# Da Vinci Code



## Scott (Mar 21, 2006)

Has anyone else read The Da Vinci Code? I am reading it for apologetics purposes. Our church is hosting the author of a book refuting the Da Vinci Code. Anyway, with the movie coming out I want to be prepared for questions and the like.

It is extremely far-fetched. I don't like conpsiracy stories in the first place. A professor of Roman history once said in a lecture that conspiracies almost never work. They are always leaked or found out. And this was with short-term conspiracies. I am willing to suspend belief for a fiction book, but there are limits. A 1,000 year conspiracy is just too absurd.


----------



## jrminter (Mar 21, 2006)

Yes, I read it. The trial over plagarism is amusing...


----------



## LadyFlynt (Mar 21, 2006)

Currently reading Truth and Fiction In The Da Vinci Code and Secrets of the Code as our church is talking of doing an apologetics course on it for the young ppl.


----------



## matt01 (Mar 21, 2006)

> _Originally posted by Scott_
> Has anyone else read The Da Vinci Code?

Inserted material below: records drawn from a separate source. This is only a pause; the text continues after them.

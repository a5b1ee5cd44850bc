//! Lifecycle of the emulated network session that carries the traffic.
//!
//! Every episode is bracketed by `start(tag)` and `stop()`. A session is an
//! owned resource: the orchestrator holds the only handle and must reach
//! `stop()` even when the episode fails.

use crate::config::CommunicationConfig;
use crate::error::CommunicationError;
use async_trait::async_trait;
use std::fmt;
use std::process::Stdio;
use std::time::Duration;
use tokio::process::{Child, Command};
use tracing::{debug, info, warn};

/// Start/stop pair around one episode's traffic.
#[async_trait]
pub trait Communication: Send + fmt::Debug {
    /// Starts a session identified by `tag`.
    ///
    /// # Errors
    ///
    /// Returns an error if a session is already running or a process fails
    /// to spawn. Nothing is left running on error.
    async fn start(&mut self, tag: &str) -> Result<(), CommunicationError>;

    /// Tears down the running session.
    ///
    /// # Errors
    ///
    /// Returns an error if no session is running or a process could not be
    /// stopped. The session is considered gone either way.
    async fn stop(&mut self) -> Result<(), CommunicationError>;
}

#[derive(Debug)]
struct Session {
    tag: String,
    processes: Vec<(&'static str, Child)>,
}

/// Runs the configured server and client commands as child processes.
#[derive(Debug)]
pub struct ProcessCommunication {
    server_command: Option<String>,
    client_command: Option<String>,
    settle: Duration,
    stop_timeout: Duration,
    session: Option<Session>,
}

impl ProcessCommunication {
    /// Creates an idle session manager.
    #[must_use]
    pub fn new(config: &CommunicationConfig) -> Self {
        Self {
            server_command: config.server_command.clone(),
            client_command: config.client_command.clone(),
            settle: Duration::from_millis(config.settle_millis),
            stop_timeout: Duration::from_secs(config.stop_timeout_secs),
            session: None,
        }
    }

    /// Tag of the running session, if any.
    #[must_use]
    pub fn active_tag(&self) -> Option<&str> {
        self.session.as_ref().map(|s| s.tag.as_str())
    }

    fn spawn(role: &'static str, template: &str, tag: &str) -> Result<Child, CommunicationError> {
        let command = template.replace("{tag}", tag);
        debug!(role, command = %command, "spawning session process");
        Command::new("sh")
            .arg("-c")
            .arg(&command)
            .stdin(Stdio::null())
            .stdout(Stdio::null())
            .stderr(Stdio::inherit())
            .kill_on_drop(true)
            .spawn()
            .map_err(|e| CommunicationError::spawn_failed(role, e.to_string()))
    }

    async fn terminate(&self, role: &'static str, child: &mut Child) -> Result<(), CommunicationError> {
        if let Ok(Some(status)) = child.try_wait() {
            debug!(role, %status, "session process already exited");
            return Ok(());
        }

        send_sigterm(child);

        match tokio::time::timeout(self.stop_timeout, child.wait()).await {
            Ok(Ok(status)) => {
                debug!(role, %status, "session process exited");
                Ok(())
            }
            Ok(Err(e)) => Err(CommunicationError::stop_failed(role, e.to_string())),
            Err(_elapsed) => {
                warn!(
                    role,
                    timeout_secs = self.stop_timeout.as_secs(),
                    "session process ignored SIGTERM, killing"
                );
                child
                    .kill()
                    .await
                    .map_err(|e| CommunicationError::stop_failed(role, e.to_string()))
            }
        }
    }

    async fn shutdown(&self, mut session: Session) -> Result<(), CommunicationError> {
        let mut first_error = None;
        // client first, then server
        while let Some((role, mut child)) = session.processes.pop() {
            if let Err(e) = self.terminate(role, &mut child).await {
                warn!(role, error = %e, "failed to stop session process");
                first_error.get_or_insert(e);
            }
        }
        first_error.map_or(Ok(()), Err)
    }
}

#[cfg(unix)]
fn send_sigterm(child: &Child) {
    use nix::sys::signal::{kill, Signal};
    use nix::unistd::Pid;

    if let Some(pid) = child.id() {
        if let Err(e) = kill(Pid::from_raw(pid as i32), Signal::SIGTERM) {
            debug!(pid, error = %e, "SIGTERM not delivered");
        }
    }
}

#[cfg(not(unix))]
fn send_sigterm(child: &mut Child) {
    let _ = child.start_kill();
}

#[async_trait]
impl Communication for ProcessCommunication {
    async fn start(&mut self, tag: &str) -> Result<(), CommunicationError> {
        if let Some(session) = &self.session {
            return Err(CommunicationError::already_started(session.tag.clone()));
        }

        let mut session = Session {
            tag: tag.to_string(),
            processes: Vec::with_capacity(2),
        };

        if let Some(server) = &self.server_command {
            let child = Self::spawn("server", server, tag)?;
            session.processes.push(("server", child));
            tokio::time::sleep(self.settle).await;
        }

        if let Some(client) = &self.client_command {
            match Self::spawn("client", client, tag) {
                Ok(child) => session.processes.push(("client", child)),
                Err(e) => {
                    if let Err(stop_error) = self.shutdown(session).await {
                        warn!(error = %stop_error, "cleanup after failed start also failed");
                    }
                    return Err(e);
                }
            }
        }

        info!(tag, processes = session.processes.len(), "communication started");
        self.session = Some(session);
        Ok(())
    }

    async fn stop(&mut self) -> Result<(), CommunicationError> {
        let session = self
            .session
            .take()
            .ok_or_else(CommunicationError::not_started)?;
        let tag = session.tag.clone();
        let result = self.shutdown(session).await;
        info!(tag = %tag, ok = result.is_ok(), "communication stopped");
        result
    }
}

I read it, and found it thoroughly unimpressive. The only part that stands out as somewhat interesting was the descriptions of buildings and art. As far as the majority of "anti-Da Vinci Code" books, they appear to be primarily focused on draining some of the soup from Dan Brown's bowl.


----------



## MeanieCalvinist (Mar 21, 2006)

Dr. James White of Alpha & Omega Ministries(DrOakley 1689) has posted a response in twenty parts. I found it to be very helpful

Here is the Link: http://www.aomin.org/tdvc.html

I hope this helps.

In Christ,

MeanieCalvinist


----------



## ReformedWretch (Mar 21, 2006)

Have many of you actually spoken to people who buy into this story as legit? I know I never have.


----------



## MeanieCalvinist (Mar 21, 2006)

> _Originally posted by houseparent_
> Have many of you actually spoken to people who buy into this story as legit? I know I never have.



I have not talked to anyone that has told me that they have bought into the story. However, I firmly believe that there will be tons more people watching the movie and actually through "self-deception" believe the story.

In Christ,

Brian K. Karger


----------



## Scott (Mar 21, 2006)

A lady at our church has been harassed by some unbelieving co-workers on points raised in the Da Vinci Code.


----------



## brymaes (Mar 21, 2006)

> The only part that stands out as somewhat interesting was the descriptions of buildings and art.



I read an article that N.T. Wright had written that totally blasts even this point as horrible inacuracy.


----------



## Peter (Mar 21, 2006)

I remember this being a very good lecture: http://www.sermonaudio.com/sermoninfo.asp?currSection=sermonsspeaker&sermonID=1130056015

and while Im at it I will recommend Rev Silversides' entire ministry
http://www.loughbrickland.org/


----------



## ReformedWretch (Mar 22, 2006)

My mother inlaws church is telling their members to make sure they go see it so they are prepared to answer questions from friends.


----------



## Scott (Mar 22, 2006)

"I read an article that N.T. Wright had written that totally blasts even this point as horrible inacuracy."

Can you forward the link? Thanks


----------